As before, we also want means and quantiles of our quantities of interest.

p_mean <- apply(p_sim, 2, mean)
p_qu <- t(apply(p_sim, 2, quantile, prob = c(0.025, 0.975)))

Base R

plot(
  x = seq_X,
  y = p_mean,
  ylim = c(0, 1),
  xlim = range(pretty(seq_X)),
  type = "n",
  main = "Predicted Probabilies of Y",
  ylab = "Probability of Y",
  xlab = "X",
  bty = "n",
  las = 1
)

# plot uncertainty with a polygon
polygon(
  x = c(rev(seq_X), seq_X),
  y = c(rev(p_qu[, 2]), p_qu[, 1]),
  col = viridis(1, 0.4),
  border = NA
)

# and a line
lines(
  x = seq_X,
  y = p_mean,
  lwd = 2
)

Remember that we know the true data generating process (because we simulated the data).
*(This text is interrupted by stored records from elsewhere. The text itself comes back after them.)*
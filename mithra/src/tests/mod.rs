mod parsing;
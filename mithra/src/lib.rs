#[macro_use]
extern crate lazy_static;

mod ast;
mod builtins;
mod cursor;
mod error;
pub mod eval;
mod object;
mod parsing;

#[cfg(test)]
mod tests;

use std::fs::{read, read_to_string, write};
use std::path::Path;

pub use ast::{Expr, IdAble, Program, ToArgs, ToAst};
pub use cursor::{Cursor, MAX_NESTING};
pub use error::{
    Action, BinOp, Error, FileSystem, Internal, Position, Reason, Span, Syntax, SyntaxElement,
    SyntaxError, Tagged, TypeMismatch, Value,
};
pub use eval::{Environment, Interpreter};
pub use object::{IntVariant, Key, Object, Type};
pub use parsing::{parse_line, parse_program, parse_program_strict};


/// Parse and run a program, returning the interpreter with its final
/// environment. Lines that don't parse are skipped.
pub fn eval_raw(input: &str) -> Result<Interpreter, Error> {
    let program = parse_program(input);
    let mut interpreter = Interpreter::new();
    interpreter.run(&program).map_err(|err| err.render(Some(input)))?;
    Ok(interpreter)
}


/// Read, parse and run a program from a file.
pub fn eval_file(input: &Path) -> Result<Interpreter, Error> {
    let contents = read_source(input)?;
    eval_raw(&contents)
}


/// Read program source code from a file.
pub fn read_source(input: &Path) -> Result<String, Error> {
    read_to_string(input).map_err(|_| Error::new(FileSystem::Read(input.to_owned())).render(None))
}


/// Read a program previously written by [`write_program`].
pub fn read_program(input: &Path) -> Result<Program, Error> {
    let data = read(input).map_err(|_| Error::new(FileSystem::Read(input.to_owned())).render(None))?;
    Program::deserialize(&data)
        .ok_or_else(|| Error::new(FileSystem::Decode(input.to_owned())).render(None))
}


/// Write a parsed program to a file, so that it can be run without parsing.
pub fn write_program(program: &Program, output: &Path) -> Result<(), Error> {
    let data = program.serialize()
        .ok_or_else(|| Error::new(FileSystem::Write(output.to_owned())).render(None))?;
    write(output, data).map_err(|_| Error::new(FileSystem::Write(output.to_owned())).render(None))
}
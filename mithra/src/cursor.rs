use std::cmp::min;

use crate::error::{Position, Syntax, SyntaxError};

/// Maximal nesting depth of function calls accepted by the parser. Grammar
/// rules recurse on the call stack, so this bounds stack usage for hostile
/// input.
pub const MAX_NESTING: usize = 128;

/// A position-tracked view over one line of source text.
///
/// This is the only mutable state threaded through parsing. Every parser takes
/// a `&mut Cursor` and advances it as it consumes characters.
#[derive(Debug, Clone)]
pub struct Cursor {
    chars: Vec<char>,
    pointer: usize,

    /// Zero-indexed line number of this text in the program.
    line: u32,

    /// Character offset of the start of this text in the program.
    offset: usize,

    /// Current function call nesting depth.
    depth: usize,

    /// Set when the nesting limit was hit.
    overflow: Option<SyntaxError>,
}

impl Cursor {
    /// Create a cursor over the first line of a program.
    pub fn new(text: &str) -> Cursor {
        Cursor::on_line(text, 0, 0)
    }

    /// Create a cursor over a line which starts at a given line number and
    /// character offset of a larger program.
    pub fn on_line(text: &str, line: u32, offset: usize) -> Cursor {
        Cursor {
            chars: text.chars().collect(),
            pointer: 0,
            line,
            offset,
            depth: 0,
            overflow: None,
        }
    }

    /// Return the character under the pointer, or `None` at end of input.
    ///
    /// The pointer is advanced in both cases, so parsers that read one
    /// character too many to find the end of a token must give it back with
    /// [`Cursor::step_back`]. The pointer never moves further than one past the
    /// end of the text.
    pub fn next(&mut self) -> Option<char> {
        let retval = self.chars.get(self.pointer).copied();
        self.pointer = min(self.pointer + 1, self.chars.len() + 1);
        retval
    }

    /// Move the pointer back one character, unless at the start.
    pub fn step_back(&mut self) {
        self.pointer = self.pointer.saturating_sub(1);
    }

    /// Current pointer into the text.
    pub fn pointer(&self) -> usize {
        self.pointer
    }

    /// Restore a pointer previously obtained by [`Cursor::pointer`].
    pub(crate) fn reset(&mut self, pointer: usize) {
        self.pointer = pointer;
    }

    /// True if all characters have been consumed.
    pub fn at_end(&self) -> bool {
        self.pointer >= self.chars.len()
    }

    /// Position of the pointer within the whole program.
    pub fn position(&self) -> Position {
        let column = min(self.pointer, self.chars.len());
        Position::new(self.offset + column, self.line, column as u32)
    }

    /// Create a syntax error at the current position.
    pub(crate) fn error<T>(&self, reason: T) -> SyntaxError
    where
        Syntax: From<T>,
    {
        SyntaxError::new(self.position(), Some(Syntax::from(reason)))
    }

    /// Enter one level of function call nesting.
    pub(crate) fn descend(&mut self) -> Result<(), SyntaxError> {
        if self.depth >= MAX_NESTING {
            let err = self.error(Syntax::TooDeep);
            self.overflow.get_or_insert(err);
            return Err(err);
        }
        self.depth += 1;
        Ok(())
    }

    /// Leave one level of function call nesting.
    pub(crate) fn ascend(&mut self) {
        self.depth = self.depth.saturating_sub(1);
    }

    /// The first nesting limit error hit with this cursor, if any.
    pub(crate) fn overflow(&self) -> Option<SyntaxError> {
        self.overflow
    }
}
//! TOML configuration resolved through the config-dir search path
//!
//! The first `ferrofetch/config.toml` found in platform config-dir
//! precedence order wins; an embedded default covers fresh installs.
//! Callers receive already-parsed values; templates and folder lists are
//! passed through verbatim to the fact modules.

use std::collections::HashMap;
use std::fs;
use std::path::PathBuf;

use serde::Deserialize;
use tracing::debug;

use crate::data::PlatformInfo;
use crate::error::{FetchError, Result};

const DEFAULT_CONFIG: &str = include_str!("../config/config.toml");

#[derive(Deserialize, Debug, Default)]
#[serde(default)]
pub struct Config {
    pub display: DisplayConfig,
    pub colors: HashMap<String, String>,
    pub disk: DiskConfig,
    pub gpu: GpuConfig,
    pub cpu: CpuConfig,
}

#[derive(Deserialize, Debug)]
#[serde(default)]
pub struct DisplayConfig {
    pub separator: String,
    pub ascii_path: String,
    pub ascii_color: String,
    pub items: Vec<ConfigEntry>,
}

impl Default for DisplayConfig {
    fn default() -> Self {
        DisplayConfig {
            separator: ": ".to_string(),
            ascii_path: String::new(),
            ascii_color: String::new(),
            items: Vec::new(),
        }
    }
}

#[derive(Deserialize, Debug, Clone, Default)]
#[serde(default)]
pub struct ConfigEntry {
    /// Key label override; empty keeps the fact's own default key
    pub key: String,
    /// Fact selector: title, os, kernel, arch, shell, hostname, domain,
    /// version, cpu_usage, disk, gpu
    pub value: String,
    pub color: String,
}

#[derive(Deserialize, Debug, Default)]
#[serde(default)]
pub struct DiskConfig {
    /// `:`-delimited folder list; empty selects the `/` + `/home` policy
    pub folders: String,
    /// Key template, `%1` = folder path
    pub key: String,
    /// Value template, `%1` used GB, `%2` total GB, `%3` files, `%4` percent
    pub format: String,
}

#[derive(Deserialize, Debug, Default)]
#[serde(default)]
pub struct GpuConfig {
    /// Path override for the PCI library probed at runtime
    pub library: String,
    /// Key template, `%1` = adapter counter
    pub key: String,
    /// Value template, `%1` vendor, `%2` device name
    pub format: String,
}

#[derive(Deserialize, Debug)]
#[serde(default)]
pub struct CpuConfig {
    pub key: String,
    /// Value template, `%1` = busy percentage
    pub format: String,
    /// Interval between the two counter samples
    pub sample_ms: u64,
}

impl Default for CpuConfig {
    fn default() -> Self {
        CpuConfig {
            key: String::new(),
            format: String::new(),
            sample_ms: 200,
        }
    }
}

/// Load the first config found along the platform search path
pub fn load(platform: &PlatformInfo) -> Result<Config> {
    for dir in &platform.config_dirs {
        let path = PathBuf::from(dir).join("ferrofetch/config.toml");
        if !path.exists() {
            continue;
        }
        debug!("loading config from {}", path.display());
        let data = fs::read_to_string(&path)?;
        return toml::de::from_str(&data)
            .map_err(|err| FetchError::Config(format!("{}: {}", path.display(), err)));
    }
    embedded_default()
}

/// The shipped default configuration
pub fn embedded_default() -> Result<Config> {
    toml::de::from_str(DEFAULT_CONFIG)
        .map_err(|err| FetchError::Config(format!("embedded default config: {}", err)))
}

#[cfg(test)]
mod tests {
    use super::*;

    #[test]
    fn embedded_default_parses_and_orders_items() {
        let config = embedded_default().unwrap();
        assert!(!config.display.items.is_empty());
        assert_eq!(config.display.separator, ": ");
        assert!(config
            .display
            .items
            .iter()
            .any(|entry| entry.value == "gpu"));
    }

    #[test]
    fn missing_sections_fall_back_to_defaults() {
        let config: Config = toml::de::from_str("").unwrap();
        assert_eq!(config.display.separator, ": ");
        assert_eq!(config.cpu.sample_ms, 200);
        assert!(config.disk.folders.is_empty());
        assert!(config.gpu.library.is_empty());
    }

    #[test]
    fn templates_pass_through_verbatim() {
        let config: Config = toml::de::from_str(
            "[disk]\nfolders = \"/:/var\"\nformat = \"%1 of %2\"\n",
        )
        .unwrap();
        assert_eq!(config.disk.folders, "/:/var");
        assert_eq!(config.disk.format, "%1 of %2");
    }
}
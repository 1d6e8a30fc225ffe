//! Platform identity and search-path resolution

pub mod exe_path;
pub mod identity;
pub mod paths;

use crate::data::PlatformInfo;

/// Resolve the full platform snapshot once, at process start
pub fn detect() -> PlatformInfo {
    let pwd = identity::passwd_record();
    let uts = identity::uname_info();

    let home_dir = identity::home_dir(pwd.as_ref());
    let host_name = identity::host_name(&uts);

    PlatformInfo {
        cache_dir: paths::cache_dir(&home_dir),
        config_dirs: paths::config_dirs(&home_dir),
        data_dirs: paths::data_dirs(&home_dir),
        user_name: identity::user_name(pwd.as_ref()),
        domain_name: identity::domain_name(&host_name),
        user_shell: identity::user_shell(pwd.as_ref()),
        system_name: uts.sysname,
        system_release: uts.release,
        system_version: uts.version,
        system_architecture: uts.machine,
        host_name,
        home_dir,
    }
}
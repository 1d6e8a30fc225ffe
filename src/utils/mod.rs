pub mod parsing;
This means that we also know the true probability of Y for each observation. Let’s see how well our estimation (and simulation) worked:

plot(
  x = seq_X,
  y = p_mean,
  ylim = c(0, 1),
  xlim = range(pretty(seq_X)),
  type = "n",
  main = "Predicted Probabilies of Y",
  ylab = "Probability of Y",
  xlab = "X",
  bty = "n",
  las = 1
)

# plot uncertainty with a polygon
polygon(
  x = c(rev(seq_X), seq_X),
  y = c(rev(p_qu[, 2]), p_qu[, 1]),
  col = viridis(2, 0.4)[1],
  border = NA
)

# and a line
lines(
  x = seq_X,
  y = p_mean,
  lwd = 2
)

# we add the "true" probabilities
# note that these are unobserved in the real world
points(
  x = X,
  y = p,
  pch = 1,
  cex = 0.5,
  ylim = c(0, 1),
  col = viridis(2, 0.4)[2]
)

ggplot2

# data frame for predicted probabilities and CI
plot_df <- data.frame(
  "p_mean" = p_mean,
  "ci_lo" = p_qu[, 1],
  "ci_hi" = p_qu[, 2]
)
plot_df$seq_X <- seq_X

# plot
pp <- ggplot(data = plot_df, aes(x = seq_X, y = p_mean)) +
  geom_line() +
  geom_ribbon(
    aes(ymin = ci_lo, ymax = ci_hi),
    fill = viridis(1, 0.5), # add color for filling
    color = viridis(1), # add color for lines
    linetype = "dashed" # make lines dashed
  ) +
  labs(
    x = "X",
    y = "Probability of Y",
    title = "Predicted Probabilities of Y"
  )
pp

Remember that we know the true data generating process (because we simulated the data). This means that we also know the true probability of Y for each observation. Let’s see how well our estimation (and simulation) worked:

fake_data <- data.frame(X, p)
pp + geom_point(
  data = fake_data,
  aes(x = X, y = p),
  shape = 1,
  color = viridis(2, 0.4)[2]
)

5 Classification Tables and Separation Plots

How can we check how good our logit model actually is?

5.1 Classification Tables

An easy test is to cross-tabulate observed and predicted values of y. For this we classify the predicted probabilities as either 0 or 1. This of course depends on some cut-point. Usually we take a cutoff point of 0.5.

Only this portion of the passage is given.